## Excerpted data
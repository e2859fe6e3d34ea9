//! Live-update fan-out to connected subscribers.

use std::collections::HashMap;
use std::sync::Mutex;

use tokio::sync::mpsc;

/// Identifier for one connected subscriber.
pub type SubscriberId = u64;

/// Registry of live-update subscribers.
///
/// Each subscriber owns the receiving half of an unbounded channel; its
/// connection task forwards received payloads to the peer. Delivery is
/// best-effort and independent per subscriber: a subscriber whose receiver
/// has gone away is dropped from the registry without affecting the others
/// or the write that triggered the broadcast.
///
/// Subscribers see no backlog; only writes accepted after they subscribe.
pub struct ReportBroadcaster {
    inner: Mutex<Inner>,
}

struct Inner {
    next_id: SubscriberId,
    subscribers: HashMap<SubscriberId, mpsc::UnboundedSender<String>>,
}

impl ReportBroadcaster {
    pub fn new() -> Self {
        Self {
            inner: Mutex::new(Inner {
                next_id: 0,
                subscribers: HashMap::new(),
            }),
        }
    }

    /// Registers a new subscriber, returning its id and the payload
    /// receiver.
    pub fn subscribe(&self) -> (SubscriberId, mpsc::UnboundedReceiver<String>) {
        let (tx, rx) = mpsc::unbounded_channel();
        let mut inner = self.inner.lock().unwrap();
        let id = inner.next_id;
        inner.next_id += 1;
        inner.subscribers.insert(id, tx);
        tracing::debug!(subscriber = id, "live subscriber connected");
        (id, rx)
    }

    /// Removes a subscriber. Idempotent.
    pub fn unsubscribe(&self, id: SubscriberId) {
        let removed = self.inner.lock().unwrap().subscribers.remove(&id);
        if removed.is_some() {
            tracing::debug!(subscriber = id, "live subscriber disconnected");
        }
    }

    /// Delivers `payload` to every current subscriber, dropping any whose
    /// channel has closed.
    pub fn broadcast(&self, payload: &str) {
        let mut inner = self.inner.lock().unwrap();
        inner.subscribers.retain(|id, tx| {
            let delivered = tx.send(payload.to_string()).is_ok();
            if !delivered {
                tracing::debug!(subscriber = *id, "dropping closed live subscriber");
            }
            delivered
        });
    }

    /// Number of currently connected subscribers.
    pub fn subscriber_count(&self) -> usize {
        self.inner.lock().unwrap().subscribers.len()
    }
}

impl Default for ReportBroadcaster {
    fn default() -> Self {
        Self::new()
    }
}
//! DOM materialization of phrase matches.
//!
//! Walks every text node under `body`, asks the engine where the backend's
//! phrases land, and splices each affected node into a fragment of plain
//! text nodes and `<mark>` elements. Only node structure changes; the
//! visible character sequence is preserved exactly. The walk is re-derived
//! from the live tree on every call — node references are never cached
//! across ticks, since the host page mutates the DOM underneath us.

use std::rc::Rc;

use wasm_bindgen::closure::Closure;
use wasm_bindgen::prelude::*;
use wasm_bindgen::JsCast;
use web_sys::{Document, Element, HtmlElement, Node};

use highlight_engine::{has_matches, segment_text, Segment};
use shared_types::PhraseVerdict;

use crate::tooltip;

/// Class carried by every highlight mark.
pub const MARK_CLASS: &str = "factlens-mark";

// NodeFilter.SHOW_TEXT
const SHOW_TEXT: u32 = 0x4;

/// Wrap every occurrence of every phrase in the live document.
///
/// Returns the number of marks created. A failure on a single node is
/// logged and skipped; the rest of the batch is still processed.
pub fn apply(document: &Document, verdicts: &[PhraseVerdict]) -> Result<u32, JsValue> {
    if verdicts.is_empty() {
        return Ok(0);
    }
    let Some(body) = document.body() else {
        return Ok(0);
    };

    // Shared into each mark's hover closure.
    let verdicts: Rc<[PhraseVerdict]> = verdicts.into();

    // Snapshot the text nodes before splicing; replacing nodes mid-walk
    // would confuse the TreeWalker.
    let walker = document.create_tree_walker_with_what_to_show(&body, SHOW_TEXT)?;
    let mut text_nodes: Vec<Node> = Vec::new();
    while let Some(node) = walker.next_node()? {
        text_nodes.push(node);
    }

    let mut marks = 0;
    for node in text_nodes {
        if inside_tooltip(&node) {
            continue;
        }
        let Some(text) = node.node_value() else {
            continue;
        };
        if text.trim().is_empty() {
            continue;
        }

        let segments = segment_text(&text, &verdicts);
        if !has_matches(&segments) {
            continue;
        }

        match splice(document, &node, &segments, &verdicts) {
            Ok(count) => marks += count,
            Err(err) => {
                web_sys::console::warn_2(&"factlens: skipping unsplicable node".into(), &err);
            }
        }
    }

    Ok(marks)
}

/// Text inside a rendered tooltip panel must never be re-highlighted; the
/// panel quotes the phrase itself.
fn inside_tooltip(node: &Node) -> bool {
    let selector = format!(".{}", tooltip::TOOLTIP_CLASS);
    node.parent_element()
        .and_then(|parent| parent.closest(&selector).ok().flatten())
        .is_some()
}

/// Replace one text node with its segment sequence.
fn splice(
    document: &Document,
    node: &Node,
    segments: &[Segment],
    verdicts: &Rc<[PhraseVerdict]>,
) -> Result<u32, JsValue> {
    // Gone from the tree since the walk, e.g. removed by a page script.
    let Some(parent) = node.parent_node() else {
        return Ok(0);
    };

    let fragment = document.create_document_fragment();
    let mut count = 0;

    for segment in segments {
        match segment {
            Segment::Text(text) => {
                fragment.append_child(&document.create_text_node(text))?;
            }
            Segment::Match { text, verdict } => {
                let mark = create_mark(document, text, Rc::clone(verdicts), *verdict)?;
                fragment.append_child(&mark)?;
                count += 1;
            }
        }
    }

    parent.replace_child(&fragment, node)?;
    Ok(count)
}

fn create_mark(
    document: &Document,
    matched_text: &str,
    verdicts: Rc<[PhraseVerdict]>,
    verdict: usize,
) -> Result<Element, JsValue> {
    let mark = document.create_element("mark")?;
    mark.set_class_name(MARK_CLASS);
    mark.set_text_content(Some(matched_text));

    if let Some(html) = mark.dyn_ref::<HtmlElement>() {
        let style = html.style();
        style.set_property("background", "#ffff99")?;
        style.set_property("color", "#d6336c")?;
    }

    // Tooltip is built lazily on hover, not at mark time.
    let mark_for_hover = mark.clone();
    let on_enter = Closure::wrap(Box::new(move || {
        let Some(document) = web_sys::window().and_then(|w| w.document()) else {
            return;
        };
        if let Some(html) = mark_for_hover.dyn_ref::<HtmlElement>() {
            if let Err(err) = tooltip::spawn(&document, html, &verdicts[verdict]) {
                web_sys::console::warn_2(&"factlens: tooltip render failed".into(), &err);
            }
        }
    }) as Box<dyn FnMut()>);
    mark.add_event_listener_with_callback("mouseenter", on_enter.as_ref().unchecked_ref())?;
    // The listener lives until the surrounding subtree is replaced.
    on_enter.forget();

    Ok(mark)
}
//! Read-only extraction of visible page content.
//!
//! Stateless given the DOM: every call re-queries the live document rather
//! than holding node references across ticks.

use wasm_bindgen::JsCast;
use web_sys::{Document, HtmlAnchorElement};

/// Visible text of the page body (`innerText`, so hidden/script text is
/// excluded by the browser's own rendering rules).
pub fn page_text(document: &Document) -> String {
    document
        .body()
        .map(|body| body.inner_text())
        .unwrap_or_default()
}

/// All anchor targets in document order, resolved to absolute URLs by the
/// browser. Trimmed; empties dropped. Repeated hrefs at different positions
/// are all reported; the seen-set diff decides what is actually new.
pub fn page_links(document: &Document) -> Vec<String> {
    let mut links = Vec::new();

    let Ok(anchors) = document.query_selector_all("a[href]") else {
        return links;
    };

    for index in 0..anchors.length() {
        let Some(node) = anchors.item(index) else {
            continue;
        };
        let Ok(anchor) = node.dyn_into::<HtmlAnchorElement>() else {
            continue;
        };
        let href = anchor.href();
        let href = href.trim();
        if !href.is_empty() {
            links.push(href.to_string());
        }
    }

    links
}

## Work task
The expected response is the material above given again line by line, from its first line to the line holding "pub fn unsubscribe(&self, id: SubscriberId)", inclusive.

## Answer to the problem
repository e2859fe6e3d34ea9
//! Live-update fan-out to connected subscribers.

use std::collections::HashMap;
use std::sync::Mutex;

use tokio::sync::mpsc;

/// Identifier for one connected subscriber.
pub type SubscriberId = u64;

/// Registry of live-update subscribers.
///
/// Each subscriber owns the receiving half of an unbounded channel; its
/// connection task forwards received payloads to the peer. Delivery is
/// best-effort and independent per subscriber: a subscriber whose receiver
/// has gone away is dropped from the registry without affecting the others
/// or the write that triggered the broadcast.
///
/// Subscribers see no backlog; only writes accepted after they subscribe.
pub struct ReportBroadcaster {
    inner: Mutex<Inner>,
}

struct Inner {
    next_id: SubscriberId,
    subscribers: HashMap<SubscriberId, mpsc::UnboundedSender<String>>,
}

impl ReportBroadcaster {
    pub fn new() -> Self {
        Self {
            inner: Mutex::new(Inner {
                next_id: 0,
                subscribers: HashMap::new(),
            }),
        }
    }

    /// Registers a new subscriber, returning its id and the payload
    /// receiver.
    pub fn subscribe(&self) -> (SubscriberId, mpsc::UnboundedReceiver<String>) {
        let (tx, rx) = mpsc::unbounded_channel();
        let mut inner = self.inner.lock().unwrap();
        let id = inner.next_id;
        inner.next_id += 1;
        inner.subscribers.insert(id, tx);
        tracing::debug!(subscriber = id, "live subscriber connected");
        (id, rx)
    }

    /// Removes a subscriber. Idempotent.
    pub fn unsubscribe(&self, id: SubscriberId) {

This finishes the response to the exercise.